Mas a sra. Proust também teve seu bocado de influência. Proust foi fotografado quatro vezes, em "sessões de pose", com roupas principescas, o que deve ter deixado suas marcas. Na idade adulta, sua aparência era de total desleixo, vestindo casacos surrados um por cima do outro e levando a mãe a admoestar aquele homem, já com trinta e três anos, a cortar o cabelo. Apesar da saúde frágil, entrou no exército apenas por seu gosto pela fotografia. Imaginava retratos de si próprio em "uniforme tão resplandecente", e, o que aconteceria se pudesse oferecê-los à noiva de Gaston, por quem estava apaixonado. No mesmo dia, faz-se fotografar em quatro poses diferentes, diante de um muro.

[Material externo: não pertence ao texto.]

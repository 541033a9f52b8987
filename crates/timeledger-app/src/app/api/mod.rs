mod app_specific;
mod centers;
mod exceptions;
mod rules;


use salvo::{Request, Router};
use serde::de::DeserializeOwned;

use crate::error::{AppError, AppResult};

// Re-export route constants from core
pub use timeledger_core::constants::{
    API_ROUTE_COMPONENT, API_ROUTE_PREFIX, CENTERS_ROUTE_COMPONENT, CENTERS_ROUTE_PREFIX,
};
use timeledger_core::constants::{ACTOR_HEADER, DEFAULT_ACTOR};

/// ## Summary
/// Constructs the main API router.
#[must_use]
pub fn routes() -> Router {
    Router::with_path(API_ROUTE_COMPONENT)
        .push(app_specific::routes())
        .push(centers::routes())
        .push(rules::routes())
        .push(exceptions::routes())
}

/// ## Summary
/// Reads a numeric id from the route.
///
/// ## Errors
/// Returns `BadRequest` when the segment is missing or not an id.
fn path_id(req: &Request, name: &str) -> AppResult<u64> {
    req.param::<String>(name)
        .and_then(|raw| raw.parse::<u64>().ok())
        .ok_or_else(|| AppError::BadRequest(format!("{name} must be a positive integer")))
}

/// ## Summary
/// Parses the JSON body of an admin write.
///
/// ## Errors
/// Returns `BadRequest` for a missing or malformed body.
async fn json_body<T: DeserializeOwned>(req: &mut Request) -> AppResult<T> {
    req.parse_json::<T>().await.map_err(|e| {
        tracing::debug!(error = %e, "Failed to parse request body");
        AppError::BadRequest("Invalid request body".to_string())
    })
}

/// Who performs the write, from the actor header.
fn actor(req: &Request) -> String {
    req.header::<String>(ACTOR_HEADER)
        .filter(|actor| !actor.trim().is_empty())
        .unwrap_or_else(|| DEFAULT_ACTOR.to_string())
}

Quando era convidado para jantares, levava consigo sua coleção, seus álbuns, o que, muitas vezes, causava bocejos na platéia. Todos os amigos de Proust relataram o mesmo: o eterno desempacotamento de fotografias. Chegava até mesmo a mentir, como quando foi convidado por Lucien e Léon Daudet: "Tentarei encontrar uma velha fotografia de Goethe patinando em Frankfurt". Goethe morreu em 1832, a fotografia foi inventada em Niepce em 1824, mas seu nascimento efetivo data de 1839, impossível então Goethe ter sido flagrado patinando!

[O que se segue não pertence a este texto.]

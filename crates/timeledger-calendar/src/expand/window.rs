use chrono::NaiveDate;
use serde::{Deserialize, Serialize};

use crate::error::{CalendarError, CalendarResult};
use crate::value::parse_lenient_date;

/// Inclusive `[from, to]` date interval requested for expansion.
#[derive(Debug, Clone, Copy, PartialEq, Eq, Hash, Serialize, Deserialize)]
#[serde(try_from = "WindowBounds")]
pub struct ExpansionWindow {
    pub from: NaiveDate,
    pub to: NaiveDate,
}

#[derive(Deserialize)]
struct WindowBounds {
    from: NaiveDate,
    to: NaiveDate,
}

impl TryFrom<WindowBounds> for ExpansionWindow {
    type Error = CalendarError;

    fn try_from(bounds: WindowBounds) -> CalendarResult<Self> {
        Self::new(bounds.from, bounds.to)
    }
}

impl ExpansionWindow {
    /// ## Errors
    /// Returns `CalendarError::InvalidWindow` when `from > to`.
    pub fn new(from: NaiveDate, to: NaiveDate) -> CalendarResult<Self> {
        if from > to {
            return Err(CalendarError::InvalidWindow(format!(
                "from {from} is after to {to}"
            )));
        }
        Ok(Self { from, to })
    }

    /// ## Summary
    /// Parses the window bounds from query-string dates.
    ///
    /// ## Errors
    /// Returns `CalendarError::InvalidWindow` if a bound is missing, malformed
    /// or the bounds are reversed.
    pub fn parse(from: &str, to: &str) -> CalendarResult<Self> {
        let from = Self::parse_bound("from", from)?;
        let to = Self::parse_bound("to", to)?;
        Self::new(from, to)
    }

    fn parse_bound(name: &str, value: &str) -> CalendarResult<NaiveDate> {
        parse_lenient_date(value)
            .map_err(|err| CalendarError::InvalidWindow(format!("{name}: {err}")))?
            .ok_or_else(|| CalendarError::InvalidWindow(format!("{name} is required")))
    }

    /// Number of days covered, both ends included.
    #[must_use]
    pub fn days(&self) -> i64 {
        (self.to - self.from).num_days() + 1
    }

    /// ## Errors
    /// Returns `CalendarError::WindowTooLarge` when the window spans more than
    /// `max_days` days.
    pub fn ensure_within(&self, max_days: u32) -> CalendarResult<()> {
        let days = self.days();
        if days > i64::from(max_days) {
            return Err(CalendarError::WindowTooLarge {
                days,
                max: max_days,
            });
        }
        Ok(())
    }

    #[must_use]
    pub fn contains(&self, date: NaiveDate) -> bool {
        self.from <= date && date <= self.to
    }

    /// Every date in the window, ascending.
    pub fn dates(self) -> impl Iterator<Item = NaiveDate> {
        self.from.iter_days().take_while(move |date| *date <= self.to)
    }
}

O hobby torna-se, então, doença. Proust, incansável, obstinou-se em conseguir retratos daqueles que resisitiam a se desfazer deles. Em Proust e a fotografia, de Brassai, onde toda esta história se desenrola, ele escreve ao duque Armand: "Quanto à sua fotografia, é pouco gentil tê-la me prometido e não a dado." Depois de conseguida a foto, transforma-se o duque num gentleman: "É preciso agradecer-lhe sempre, uma vez que o senhor foi sempre muito gentil. Recebi a bela fotografia, muito fiel, preciosíssima para fixar as lembranças de um esquecido". Montesquiou, que havia recusado o pedido primeiramente, também não suportou a pressão e chantagens de Proust e cedeu, enviando-lhe a fotografia. Mas era pouco, Proust pensou que a dedicatória era simples demais para tão importante figura e pediu que fosse refeita, bajulou Montesquiou o quanto pode e, novamente, conseguiu o que queria.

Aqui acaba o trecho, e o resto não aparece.